In recent years, several studies have been published that estimated paternity based on molecular markers. Using their findings, I test the main assumptions of sexual selection theory applied to the evolution of polygyny in Otariids: that males show a large variance in reproductive success, and that the most successful mating strategy is performed by dominant males that aggressively defend a space or position within an aggregation of females.

2 Methods

A literature search in the Web of Knowledge database was conducted in August 2018 to find behavioural and genetic studies of RS and paternity in Otariids.

Behavioural Measures

Two reviews summarized results on behavioural measures of reproductive success in 14 species (Bonnes 1991; Lindenfors et al. 2002; Table 6.1). Bonnes (1991) discussed as indicators the operational sex ratio, the intensity of sexual selection (Is), and the maximum number of observed copulations by a single male (Table 6.1).

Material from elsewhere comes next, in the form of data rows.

use std::path::Path;
use std::sync::Arc;

use anyhow::Context;
use colored::Colorize;
use polylink::{
    assert_link, InMemoryContentStore, Polymorph, PolymorphConfig, RawJson, Resolver, StoreConfig,
};

use crate::cli::*;

pub fn run_command(cli: Cli) -> anyhow::Result<()> {
    match &cli.command {
        Command::Put(args) => cmd_put(&build_resolver(&cli)?, args),
        Command::Get(args) => cmd_get(&build_resolver(&cli)?, args),
        Command::Address(args) => cmd_address(args),
        Command::IsLink(args) => cmd_is_link(args),
    }
}

fn build_resolver(cli: &Cli) -> anyhow::Result<Resolver> {
    let mut config = match &cli.config {
        Some(path) => PolymorphConfig::load(path)?,
        None => PolymorphConfig::default(),
    };
    if let Some(root) = &cli.store {
        config.store = StoreConfig::Fs { root: root.clone() };
    }
    if config.store == StoreConfig::Memory {
        anyhow::bail!("no content store configured: pass --store <dir> or --config <file>");
    }
    Ok(config.build_resolver()?)
}

fn read_document(path: &Path) -> anyhow::Result<RawJson> {
    let bytes = std::fs::read(path).with_context(|| format!("reading {}", path.display()))?;
    serde_json::from_slice::<serde_json::Value>(&bytes)
        .with_context(|| format!("{} is not valid JSON", path.display()))?;
    Ok(RawJson::from(bytes))
}

fn cmd_put(resolver: &Resolver, args: &PutArgs) -> anyhow::Result<()> {
    let raw = read_document(&args.file)?;
    let address = Polymorph::from_raw(resolver.clone(), raw).compute_address()?;
    println!("{} {}", "✓".green().bold(), address.to_string().yellow());
    Ok(())
}

fn cmd_get(resolver: &Resolver, args: &GetArgs) -> anyhow::Result<()> {
    println!("{}", render_get(resolver, args)?);
    Ok(())
}

fn render_get(resolver: &Resolver, args: &GetArgs) -> anyhow::Result<String> {
    let doc = Polymorph::from_address(resolver.clone(), args.address.as_str());
    let raw = match (&args.path, args.unresolved) {
        (None, false) => doc.as_raw()?,
        (None, true) => doc.encode()?,
        (Some(path), false) => doc.get_raw(path)?,
        (Some(path), true) => doc.get_unresolved_raw(path)?,
    };
    Ok(match raw.to_value::<serde_json::Value>() {
        Ok(value) => serde_json::to_string_pretty(&value)?,
        Err(_) => raw.to_string(),
    })
}

/// Addresses as assigned by the bundled store backends, computed without
/// touching any configured store.
fn cmd_address(args: &AddressArgs) -> anyhow::Result<()> {
    let raw = read_document(&args.file)?;
    let scratch = Resolver::new(Arc::new(InMemoryContentStore::new()));
    let address = Polymorph::from_raw(scratch, raw).compute_address()?;
    println!("{}", address.to_string().yellow());
    Ok(())
}

fn cmd_is_link(args: &IsLinkArgs) -> anyhow::Result<()> {
    let bytes = std::fs::read(&args.file)
        .with_context(|| format!("reading {}", args.file.display()))?;
    match assert_link(&bytes) {
        Ok(address) => println!("{} {}", "link".green().bold(), address.to_string().yellow()),
        Err(reason) => println!("{} ({})", "literal".cyan(), reason.to_string().dimmed()),
    }
    Ok(())
}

Is is the variance in fitness scaled in relation to the square of the average fitness, which requires a measure of fitness for each adult male (Wade and Arnold 1980). Wade and Arnold (1980) applied this concept to data from a population of birds, using offspring/adult male and mates/adult male to calculate fitness. Bonnes (1991) reviews its use in Otariids and concludes that Is is the least reliable measure, because its failure to obtain a representative sample can produce extremely misleading values. Is is also very sensitive to the count of males that fail to reproduce. Lindenfors et al. (2002) provided data on harem size for most species of Otariids (Table 6.1).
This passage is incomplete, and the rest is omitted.